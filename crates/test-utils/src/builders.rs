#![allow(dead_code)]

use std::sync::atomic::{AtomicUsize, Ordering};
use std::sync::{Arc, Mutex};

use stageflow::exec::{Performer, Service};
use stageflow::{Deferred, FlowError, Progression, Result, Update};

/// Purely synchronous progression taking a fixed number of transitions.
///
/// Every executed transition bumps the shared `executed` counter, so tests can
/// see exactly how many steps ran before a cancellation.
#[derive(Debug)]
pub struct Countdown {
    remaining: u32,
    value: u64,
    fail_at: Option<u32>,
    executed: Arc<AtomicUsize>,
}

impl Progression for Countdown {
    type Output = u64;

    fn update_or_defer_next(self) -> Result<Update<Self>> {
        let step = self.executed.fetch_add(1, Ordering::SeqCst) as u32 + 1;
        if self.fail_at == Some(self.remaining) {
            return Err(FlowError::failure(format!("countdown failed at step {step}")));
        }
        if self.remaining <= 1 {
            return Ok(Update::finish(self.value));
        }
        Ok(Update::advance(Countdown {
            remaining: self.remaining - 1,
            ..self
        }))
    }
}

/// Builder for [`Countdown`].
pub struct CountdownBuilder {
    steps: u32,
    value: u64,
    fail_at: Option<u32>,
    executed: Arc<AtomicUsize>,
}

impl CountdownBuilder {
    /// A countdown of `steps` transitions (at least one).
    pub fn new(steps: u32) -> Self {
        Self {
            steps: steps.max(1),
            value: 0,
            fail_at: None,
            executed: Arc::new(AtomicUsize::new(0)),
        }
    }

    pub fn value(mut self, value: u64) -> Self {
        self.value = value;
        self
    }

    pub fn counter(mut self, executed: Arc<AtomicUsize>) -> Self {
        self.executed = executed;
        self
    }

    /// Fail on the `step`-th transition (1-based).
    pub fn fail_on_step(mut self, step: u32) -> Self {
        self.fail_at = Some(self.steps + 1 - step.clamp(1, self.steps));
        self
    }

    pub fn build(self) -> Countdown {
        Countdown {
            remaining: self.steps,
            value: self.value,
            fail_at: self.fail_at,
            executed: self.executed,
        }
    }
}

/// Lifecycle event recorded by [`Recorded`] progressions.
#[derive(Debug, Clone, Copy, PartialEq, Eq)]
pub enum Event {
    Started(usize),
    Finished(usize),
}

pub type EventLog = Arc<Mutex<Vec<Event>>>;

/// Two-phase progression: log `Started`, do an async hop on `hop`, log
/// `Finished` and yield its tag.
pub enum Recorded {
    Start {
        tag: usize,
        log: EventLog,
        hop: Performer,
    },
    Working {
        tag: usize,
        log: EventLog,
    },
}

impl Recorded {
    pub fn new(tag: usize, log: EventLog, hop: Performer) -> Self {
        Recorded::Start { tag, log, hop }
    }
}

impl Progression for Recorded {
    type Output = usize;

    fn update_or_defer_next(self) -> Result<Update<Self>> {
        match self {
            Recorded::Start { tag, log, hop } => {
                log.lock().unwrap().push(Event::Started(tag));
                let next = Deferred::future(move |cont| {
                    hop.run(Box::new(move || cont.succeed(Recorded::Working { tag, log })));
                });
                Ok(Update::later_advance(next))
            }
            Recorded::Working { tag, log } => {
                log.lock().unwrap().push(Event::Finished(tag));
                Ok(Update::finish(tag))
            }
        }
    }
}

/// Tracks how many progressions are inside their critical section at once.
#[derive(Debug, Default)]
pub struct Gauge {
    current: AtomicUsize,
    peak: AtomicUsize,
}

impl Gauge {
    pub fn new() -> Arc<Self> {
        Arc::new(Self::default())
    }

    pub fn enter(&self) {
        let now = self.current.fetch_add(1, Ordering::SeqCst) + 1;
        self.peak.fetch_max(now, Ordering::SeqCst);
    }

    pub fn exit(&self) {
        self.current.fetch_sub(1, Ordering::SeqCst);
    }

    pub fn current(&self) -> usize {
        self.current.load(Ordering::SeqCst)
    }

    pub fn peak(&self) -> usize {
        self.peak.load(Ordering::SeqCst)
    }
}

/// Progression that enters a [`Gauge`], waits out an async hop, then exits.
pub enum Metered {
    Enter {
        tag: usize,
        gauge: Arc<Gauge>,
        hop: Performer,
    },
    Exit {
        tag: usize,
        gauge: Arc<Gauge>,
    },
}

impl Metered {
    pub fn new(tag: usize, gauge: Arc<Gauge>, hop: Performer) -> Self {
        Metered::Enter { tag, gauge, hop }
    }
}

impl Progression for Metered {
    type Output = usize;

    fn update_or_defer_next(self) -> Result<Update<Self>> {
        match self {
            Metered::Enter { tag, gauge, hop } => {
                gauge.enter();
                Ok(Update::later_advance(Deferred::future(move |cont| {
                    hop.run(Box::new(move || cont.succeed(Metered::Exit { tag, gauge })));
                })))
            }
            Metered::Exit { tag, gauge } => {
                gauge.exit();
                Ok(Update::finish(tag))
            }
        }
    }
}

__________________________________________________

Directions: Tell me how many lines of the records include the word "Update", replying with the number alone.

Reply to the exercise: 10